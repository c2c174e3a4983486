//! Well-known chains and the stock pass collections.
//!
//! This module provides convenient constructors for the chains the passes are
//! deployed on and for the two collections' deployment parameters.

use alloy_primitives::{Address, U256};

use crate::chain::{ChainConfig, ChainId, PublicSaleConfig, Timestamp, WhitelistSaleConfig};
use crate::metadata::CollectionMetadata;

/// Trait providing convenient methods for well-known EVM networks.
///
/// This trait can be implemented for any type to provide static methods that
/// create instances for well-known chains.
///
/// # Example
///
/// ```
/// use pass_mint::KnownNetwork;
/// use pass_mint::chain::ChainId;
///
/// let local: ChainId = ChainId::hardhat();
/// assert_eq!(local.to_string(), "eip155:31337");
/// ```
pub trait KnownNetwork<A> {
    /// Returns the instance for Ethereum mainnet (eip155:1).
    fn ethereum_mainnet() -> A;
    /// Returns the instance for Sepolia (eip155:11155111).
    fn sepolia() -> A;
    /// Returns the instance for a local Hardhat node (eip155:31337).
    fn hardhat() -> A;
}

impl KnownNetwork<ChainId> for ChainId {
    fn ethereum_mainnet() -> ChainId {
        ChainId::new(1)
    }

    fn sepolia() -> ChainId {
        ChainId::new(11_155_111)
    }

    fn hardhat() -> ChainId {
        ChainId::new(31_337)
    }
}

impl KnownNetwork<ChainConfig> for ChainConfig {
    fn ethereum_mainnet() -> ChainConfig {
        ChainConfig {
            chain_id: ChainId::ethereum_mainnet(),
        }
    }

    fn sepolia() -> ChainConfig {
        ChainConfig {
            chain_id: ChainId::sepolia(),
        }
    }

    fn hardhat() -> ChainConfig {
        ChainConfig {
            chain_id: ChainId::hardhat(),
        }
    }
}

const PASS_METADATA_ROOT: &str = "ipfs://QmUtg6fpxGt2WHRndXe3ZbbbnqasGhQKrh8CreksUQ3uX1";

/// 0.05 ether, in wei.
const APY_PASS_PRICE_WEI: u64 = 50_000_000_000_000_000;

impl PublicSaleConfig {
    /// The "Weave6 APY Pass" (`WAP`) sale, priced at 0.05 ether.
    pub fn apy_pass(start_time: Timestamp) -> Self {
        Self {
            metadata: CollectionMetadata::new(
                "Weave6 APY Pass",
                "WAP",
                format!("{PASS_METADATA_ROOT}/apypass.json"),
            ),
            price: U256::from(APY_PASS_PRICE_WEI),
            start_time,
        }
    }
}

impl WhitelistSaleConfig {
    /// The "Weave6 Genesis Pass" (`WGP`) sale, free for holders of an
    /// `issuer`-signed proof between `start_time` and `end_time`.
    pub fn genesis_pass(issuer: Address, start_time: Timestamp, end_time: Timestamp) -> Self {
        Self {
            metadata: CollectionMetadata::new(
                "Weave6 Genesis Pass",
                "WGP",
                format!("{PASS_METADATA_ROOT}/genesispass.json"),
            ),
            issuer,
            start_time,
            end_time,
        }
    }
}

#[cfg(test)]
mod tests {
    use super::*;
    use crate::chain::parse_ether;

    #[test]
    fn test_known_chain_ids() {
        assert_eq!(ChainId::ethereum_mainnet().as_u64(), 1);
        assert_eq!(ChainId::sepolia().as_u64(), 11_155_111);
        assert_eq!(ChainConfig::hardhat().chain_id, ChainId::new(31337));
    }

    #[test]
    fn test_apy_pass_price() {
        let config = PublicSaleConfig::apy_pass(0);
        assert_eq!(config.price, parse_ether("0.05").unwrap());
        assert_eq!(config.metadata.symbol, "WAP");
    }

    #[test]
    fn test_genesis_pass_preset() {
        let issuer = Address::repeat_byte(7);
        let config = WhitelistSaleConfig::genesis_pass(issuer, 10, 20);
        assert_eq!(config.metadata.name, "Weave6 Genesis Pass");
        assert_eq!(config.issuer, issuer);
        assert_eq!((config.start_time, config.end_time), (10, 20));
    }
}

********

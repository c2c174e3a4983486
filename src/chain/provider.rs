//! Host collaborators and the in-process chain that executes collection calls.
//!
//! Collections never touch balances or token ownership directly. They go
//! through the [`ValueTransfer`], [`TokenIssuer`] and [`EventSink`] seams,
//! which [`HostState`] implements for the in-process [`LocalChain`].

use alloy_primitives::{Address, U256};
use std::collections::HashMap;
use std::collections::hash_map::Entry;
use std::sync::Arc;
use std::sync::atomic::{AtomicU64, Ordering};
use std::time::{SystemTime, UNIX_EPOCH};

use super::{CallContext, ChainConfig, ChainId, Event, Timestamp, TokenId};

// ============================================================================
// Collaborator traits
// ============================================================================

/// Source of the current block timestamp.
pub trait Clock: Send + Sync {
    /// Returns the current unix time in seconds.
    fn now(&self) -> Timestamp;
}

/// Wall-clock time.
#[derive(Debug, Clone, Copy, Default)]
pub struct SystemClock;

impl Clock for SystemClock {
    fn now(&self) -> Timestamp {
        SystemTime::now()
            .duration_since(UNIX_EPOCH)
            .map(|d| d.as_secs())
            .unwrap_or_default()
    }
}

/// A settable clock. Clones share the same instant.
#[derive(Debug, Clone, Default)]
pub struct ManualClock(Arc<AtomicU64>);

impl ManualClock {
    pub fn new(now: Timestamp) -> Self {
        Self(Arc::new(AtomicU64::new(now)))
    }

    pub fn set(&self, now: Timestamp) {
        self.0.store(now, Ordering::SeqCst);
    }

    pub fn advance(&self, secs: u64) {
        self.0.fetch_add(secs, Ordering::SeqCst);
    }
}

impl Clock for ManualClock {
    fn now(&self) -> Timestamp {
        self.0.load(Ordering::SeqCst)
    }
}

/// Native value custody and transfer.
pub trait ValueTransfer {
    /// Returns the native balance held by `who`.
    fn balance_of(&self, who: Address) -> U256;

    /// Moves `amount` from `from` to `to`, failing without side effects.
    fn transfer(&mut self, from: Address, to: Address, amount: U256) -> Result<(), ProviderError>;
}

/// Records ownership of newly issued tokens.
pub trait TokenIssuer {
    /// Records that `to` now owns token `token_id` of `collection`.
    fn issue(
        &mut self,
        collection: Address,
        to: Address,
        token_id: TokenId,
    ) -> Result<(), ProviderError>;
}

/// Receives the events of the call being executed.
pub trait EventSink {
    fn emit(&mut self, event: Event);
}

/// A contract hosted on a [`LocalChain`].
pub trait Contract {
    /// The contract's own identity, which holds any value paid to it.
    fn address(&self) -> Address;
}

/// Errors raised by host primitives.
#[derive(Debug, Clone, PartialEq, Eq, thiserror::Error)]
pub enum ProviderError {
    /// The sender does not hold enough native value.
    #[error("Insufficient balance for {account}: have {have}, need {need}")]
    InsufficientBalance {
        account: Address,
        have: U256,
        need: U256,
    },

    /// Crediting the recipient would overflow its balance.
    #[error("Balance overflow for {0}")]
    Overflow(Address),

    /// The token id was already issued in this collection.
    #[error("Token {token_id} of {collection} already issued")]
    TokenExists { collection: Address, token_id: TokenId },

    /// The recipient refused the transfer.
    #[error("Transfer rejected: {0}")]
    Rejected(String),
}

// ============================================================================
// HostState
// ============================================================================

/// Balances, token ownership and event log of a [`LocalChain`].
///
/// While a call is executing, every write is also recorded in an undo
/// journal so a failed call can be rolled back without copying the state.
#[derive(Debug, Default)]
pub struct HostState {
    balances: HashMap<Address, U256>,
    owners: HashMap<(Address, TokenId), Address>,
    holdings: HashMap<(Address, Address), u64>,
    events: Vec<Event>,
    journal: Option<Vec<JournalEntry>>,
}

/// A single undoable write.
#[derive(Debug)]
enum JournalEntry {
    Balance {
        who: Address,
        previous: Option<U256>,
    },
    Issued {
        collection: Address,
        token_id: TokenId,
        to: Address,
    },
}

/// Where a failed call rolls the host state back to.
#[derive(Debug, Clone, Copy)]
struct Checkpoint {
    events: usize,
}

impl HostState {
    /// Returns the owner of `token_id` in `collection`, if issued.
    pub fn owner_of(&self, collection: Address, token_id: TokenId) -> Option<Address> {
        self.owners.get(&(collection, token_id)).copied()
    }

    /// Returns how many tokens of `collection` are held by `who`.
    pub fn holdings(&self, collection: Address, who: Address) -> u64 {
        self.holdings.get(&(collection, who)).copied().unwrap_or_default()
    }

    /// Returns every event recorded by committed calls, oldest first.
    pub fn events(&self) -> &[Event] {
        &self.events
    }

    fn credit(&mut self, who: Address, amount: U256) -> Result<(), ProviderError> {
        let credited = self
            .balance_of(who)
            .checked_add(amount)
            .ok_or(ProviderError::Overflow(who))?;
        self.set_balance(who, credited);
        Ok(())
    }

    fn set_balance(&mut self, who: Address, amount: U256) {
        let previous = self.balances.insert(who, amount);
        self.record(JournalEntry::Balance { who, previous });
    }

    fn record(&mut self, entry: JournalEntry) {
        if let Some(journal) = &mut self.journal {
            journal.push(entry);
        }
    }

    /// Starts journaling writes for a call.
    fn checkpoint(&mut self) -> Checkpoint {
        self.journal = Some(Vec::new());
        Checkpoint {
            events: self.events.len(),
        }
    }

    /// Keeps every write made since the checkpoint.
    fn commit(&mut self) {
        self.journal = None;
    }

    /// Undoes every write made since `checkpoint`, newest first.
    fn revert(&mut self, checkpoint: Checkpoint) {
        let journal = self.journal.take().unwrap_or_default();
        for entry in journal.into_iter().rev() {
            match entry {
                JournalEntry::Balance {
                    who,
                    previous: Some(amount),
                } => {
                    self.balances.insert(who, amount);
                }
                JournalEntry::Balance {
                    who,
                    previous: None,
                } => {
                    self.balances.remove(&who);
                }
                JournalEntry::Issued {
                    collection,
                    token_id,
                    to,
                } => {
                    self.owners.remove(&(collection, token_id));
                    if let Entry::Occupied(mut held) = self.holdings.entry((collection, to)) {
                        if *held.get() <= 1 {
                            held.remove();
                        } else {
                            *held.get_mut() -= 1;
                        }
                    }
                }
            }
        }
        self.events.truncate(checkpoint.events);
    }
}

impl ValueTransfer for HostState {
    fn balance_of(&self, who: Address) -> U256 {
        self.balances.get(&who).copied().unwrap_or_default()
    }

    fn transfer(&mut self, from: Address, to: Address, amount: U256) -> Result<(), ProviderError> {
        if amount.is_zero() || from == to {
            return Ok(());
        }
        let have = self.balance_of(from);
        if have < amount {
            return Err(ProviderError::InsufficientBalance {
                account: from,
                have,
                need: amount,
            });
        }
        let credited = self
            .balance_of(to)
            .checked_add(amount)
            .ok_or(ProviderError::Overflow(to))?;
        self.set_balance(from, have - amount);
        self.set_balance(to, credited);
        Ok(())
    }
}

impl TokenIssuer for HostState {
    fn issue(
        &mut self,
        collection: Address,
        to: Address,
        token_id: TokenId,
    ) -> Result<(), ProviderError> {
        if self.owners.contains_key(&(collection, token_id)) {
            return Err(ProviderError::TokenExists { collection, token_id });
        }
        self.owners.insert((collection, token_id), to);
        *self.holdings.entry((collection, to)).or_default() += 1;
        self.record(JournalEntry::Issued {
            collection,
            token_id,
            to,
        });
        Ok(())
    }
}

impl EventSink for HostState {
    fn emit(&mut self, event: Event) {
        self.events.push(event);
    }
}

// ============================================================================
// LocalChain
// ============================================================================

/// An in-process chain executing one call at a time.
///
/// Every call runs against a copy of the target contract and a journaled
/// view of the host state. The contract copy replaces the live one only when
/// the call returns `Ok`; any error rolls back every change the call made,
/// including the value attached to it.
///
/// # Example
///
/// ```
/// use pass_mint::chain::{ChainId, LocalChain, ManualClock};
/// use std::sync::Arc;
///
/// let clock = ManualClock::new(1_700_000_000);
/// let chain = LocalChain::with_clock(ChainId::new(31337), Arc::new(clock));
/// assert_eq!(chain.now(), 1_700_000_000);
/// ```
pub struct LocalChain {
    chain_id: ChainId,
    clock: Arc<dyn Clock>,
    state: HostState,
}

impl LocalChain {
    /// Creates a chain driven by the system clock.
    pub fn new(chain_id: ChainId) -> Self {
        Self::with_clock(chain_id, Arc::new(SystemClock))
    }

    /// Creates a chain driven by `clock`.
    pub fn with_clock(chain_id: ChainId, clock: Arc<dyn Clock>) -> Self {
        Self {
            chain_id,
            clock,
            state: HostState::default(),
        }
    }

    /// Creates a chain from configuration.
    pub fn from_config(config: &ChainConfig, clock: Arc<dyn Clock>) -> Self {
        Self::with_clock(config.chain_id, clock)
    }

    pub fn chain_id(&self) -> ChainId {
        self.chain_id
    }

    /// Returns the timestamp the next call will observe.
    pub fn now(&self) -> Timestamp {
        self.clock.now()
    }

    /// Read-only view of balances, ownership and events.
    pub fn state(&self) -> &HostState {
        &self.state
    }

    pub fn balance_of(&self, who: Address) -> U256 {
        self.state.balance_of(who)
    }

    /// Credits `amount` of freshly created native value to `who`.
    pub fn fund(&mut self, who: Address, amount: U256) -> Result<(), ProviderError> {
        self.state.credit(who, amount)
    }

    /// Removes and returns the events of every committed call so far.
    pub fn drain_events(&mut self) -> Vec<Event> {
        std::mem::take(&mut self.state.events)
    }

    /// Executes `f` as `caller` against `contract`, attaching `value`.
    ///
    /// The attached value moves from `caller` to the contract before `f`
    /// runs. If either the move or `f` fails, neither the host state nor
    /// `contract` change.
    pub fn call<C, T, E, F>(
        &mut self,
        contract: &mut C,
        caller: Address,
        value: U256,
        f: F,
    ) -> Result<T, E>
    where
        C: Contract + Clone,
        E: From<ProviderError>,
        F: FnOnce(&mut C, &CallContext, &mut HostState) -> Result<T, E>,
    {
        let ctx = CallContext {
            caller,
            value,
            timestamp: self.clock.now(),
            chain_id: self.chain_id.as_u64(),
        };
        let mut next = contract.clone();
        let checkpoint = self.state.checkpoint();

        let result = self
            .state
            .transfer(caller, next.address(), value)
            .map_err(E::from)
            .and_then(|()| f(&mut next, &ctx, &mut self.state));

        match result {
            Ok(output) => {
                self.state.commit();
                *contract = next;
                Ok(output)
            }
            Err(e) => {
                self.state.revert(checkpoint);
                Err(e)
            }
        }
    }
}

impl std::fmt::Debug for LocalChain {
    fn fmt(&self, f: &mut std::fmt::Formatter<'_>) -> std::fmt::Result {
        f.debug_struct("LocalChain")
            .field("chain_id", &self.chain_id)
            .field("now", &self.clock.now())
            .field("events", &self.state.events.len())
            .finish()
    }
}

********

▶ [What is required]: All lines with the word "enum" need to be copied from the data above.

▶ [Final answer]:
pub enum ProviderError {
enum JournalEntry {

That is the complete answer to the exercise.